With President Obama holding a commanding lead in Illinois, and with most statewide offices in Illinois in recent years held by Democrats, a reader inquired: Can Republicans win statewide in Illinois anymore?|
Republicans can win statewide in our state, but the deck is stacked against them in demographic terms, and according to elections expert Kent Redfield, "It will take 'the right kind' of Republican to win."
Illinois has been trending more Democratic for decades. I wrote a paper on this topic back in the 1980s. At that time, University of Illinois trustees were elected statewide, but voters knew almost nothing about them except the party banner under which they ran.
Thus, students of elections used election results for UI candidates as a substitute for party identification. From the 1940s to the 1980s, the Republican vote trend line for UI trustees declined slowly on a moving average from about 52 percent of the two-party vote to about 48 percent.
Demographics probably played a big part in this trend, as it has to the present. Illinois has been losing white voters and gaining those of Hispanics. In the last three decades, Illinois has lost about two million whites (that many more have moved out of the state than have moved in, on a net basis), mostly to the South and Southwest. The whites who left tended to vote Republican.
In the past decade, Illinois would have lost population if it weren't for the increase of 475,000 Hispanics.
In polls of the past decade, about 10 percent more Illinois voters have identified as Democrats than as Republicans. About one-third of voters identify as independents but many of them lean toward the Dems or the GOP, leaving about 10 percent who are truly undecided.
Some recent population trends may benefit Republicans. Democratic Chicago continues to lose population (although they often leave for the nearby suburbs), and numbers of African-Americans in Illinois declined by 4 percent in the last census, as some appear to be moving "back home" to the South.

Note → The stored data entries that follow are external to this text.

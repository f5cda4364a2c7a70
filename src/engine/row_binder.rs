// ==========================================
// 商品目录数据导入引擎 - 行绑定器
// ==========================================
// 职责: 把一行单元格按任务列映射绑定到实体
// 红线: 业务标识字段最先绑定, 它失败则整行放弃
// 红线: 行级故障累积进收集器, 不中断本行其余字段
// ==========================================

use crate::domain::{CatalogEntity, ColumnMapping, FaultSink};
use crate::engine::error::{EngineError, EngineResult};
use crate::engine::row_source::SourceRow;
use crate::schema::{BindContext, BindError, EntitySchema, ImportField, SchemaResult};

/// 单行绑定结果
#[derive(Debug, Clone, Copy, PartialEq, Eq)]
pub enum BindOutcome {
    /// 全部映射字段处理完毕 (故障可能已累积进收集器)
    Bound,
    /// 业务标识字段失败, 本行其余字段未处理
    GuidRejected,
}

// ==========================================
// RowBinder - 行绑定器
// ==========================================
/// 行绑定器
///
/// # 说明
/// 构造时把任务列映射解析为 (字段, 列号) 序列: 业务标识字段
/// 排在首位, 其余按列号升序。校验趟与落值趟共用同一序列,
/// 只是字段访问路径不同 (check_only / write)。
pub struct RowBinder<'a> {
    /// (字段, 列号), 业务标识在首位
    bindings: Vec<(&'a ImportField, usize)>,
    guid_column: Option<usize>,
}

impl<'a> RowBinder<'a> {
    /// 按模式与任务列映射构造绑定器
    pub fn new(schema: &'a EntitySchema, mappings: &[ColumnMapping]) -> SchemaResult<Self> {
        let mut sorted: Vec<&ColumnMapping> = mappings.iter().collect();
        sorted.sort_by_key(|m| m.column_index);

        let guid_name = schema.guid_field_name();
        let mut bindings = Vec::with_capacity(sorted.len());
        let mut guid_column = None;

        for mapping in &sorted {
            if !guid_name.is_empty() && mapping.field_name == guid_name {
                bindings.push((schema.field(&mapping.field_name)?, mapping.column_index));
                guid_column = Some(mapping.column_index);
            }
        }
        for mapping in &sorted {
            if guid_name.is_empty() || mapping.field_name != guid_name {
                bindings.push((schema.field(&mapping.field_name)?, mapping.column_index));
            }
        }

        Ok(RowBinder {
            bindings,
            guid_column,
        })
    }

    /// 本行的业务标识原始值 (未映射业务标识时返回 None)
    pub fn guid_value<'r>(&self, row: &'r SourceRow) -> Option<&'r str> {
        self.guid_column
            .and_then(|col| row.cells.get(col))
            .map(String::as_str)
    }

    /// 校验趟: 只检查不落值
    pub fn validate_row(
        &self,
        entity: &CatalogEntity,
        row: &SourceRow,
        ctx: &BindContext,
        sink: &mut FaultSink,
    ) -> EngineResult<BindOutcome> {
        self.drive(row, sink, |field, raw| field.check_only(entity, raw, ctx))
    }

    /// 落值趟: 校验并写入实体
    pub fn bind_row(
        &self,
        entity: &mut CatalogEntity,
        row: &SourceRow,
        ctx: &BindContext,
        sink: &mut FaultSink,
    ) -> EngineResult<BindOutcome> {
        self.drive(row, sink, |field, raw| field.write(entity, raw, ctx))
    }

    fn drive(
        &self,
        row: &SourceRow,
        sink: &mut FaultSink,
        mut access: impl FnMut(&ImportField, &str) -> Result<(), BindError>,
    ) -> EngineResult<BindOutcome> {
        for (field, column) in &self.bindings {
            let raw = row.cells.get(*column).map(String::as_str).unwrap_or("");
            match access(field, raw) {
                Ok(()) => {}
                Err(BindError::Fault(fault)) => {
                    sink.push(fault);
                    if Some(*column) == self.guid_column {
                        return Ok(BindOutcome::GuidRejected);
                    }
                }
                Err(BindError::EntityMismatch { expected, actual }) => {
                    return Err(EngineError::EntityMismatch { expected, actual });
                }
                Err(BindError::Collaborator(e)) => {
                    return Err(EngineError::Collaborator(e.to_string()));
                }
            }
        }
        Ok(BindOutcome::Bound)
    }
}

// ==========================================
// 单元测试
// ==========================================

So how do Republicans win statewide when the state appears to be solidly Blue (Democratic)?
A retired professor of politics at the University of Illinois at Springfield, Redfield believes successful Republican candidates have to appeal to those suburbanites who are moderate on social issues like gun control and abortion as well as to the growing numbers of Hispanics.
He cites the multiple successes of former GOP governors Jim Thompson and Jim Edgar, both of whom were socially moderate.
At the same time it should be noted that social conservative Bill Brady of Bloomington lost his gubernatorial bid in 2010 to Pat Quinn by only 44,000 votes. Redfield thinks that if suburban Republican state senator Kirk Dillard had been the standard bearer in 2010, he would have defeated Quinn.
Spending on media can also make a difference. If a wealthy GOP candidate spent two to three times as much as his or her opponent on television ads, such might persuade enough voters to support him or her.
For example, in 2006 Democratic governor Rod Blagojevich outspent his opponent Judy Baar Topinka about five to one, primarily on negative ads, and he won re-election even though he himself was under a cloud. Indeed, the moderate Topinka bounced back and was elected as state comptroller in 2010.
Given the strong statewide party identification bias to the Democrats, the Dems are likely to maintain majorities in the state legislature and among the congressional delegation in the years to come.
On the other hand, once-Democratic Southern Illinois has been trending more Republican in recent years, primarily on social issues. The problem for the GOP is that there are few people, and thus few districts, in that part of the state.
Regardless of my pessimistic assessment for the GOP, Republicans are jockeying enthusiastically for a chance to contest the 2014 governor's race, and the same will probably be true for the U.S. Senate, if Democrat Dick Durbin decides to step down.
So, attractive GOP candidates can win the 400-meter race to statewide election; they just start about five to ten yards behind the Democrats.
Jim Nowlan is a former Illinois legislator and state agency director. He is a senior fellow at the University of Illinois Institute of Government and Public Affairs.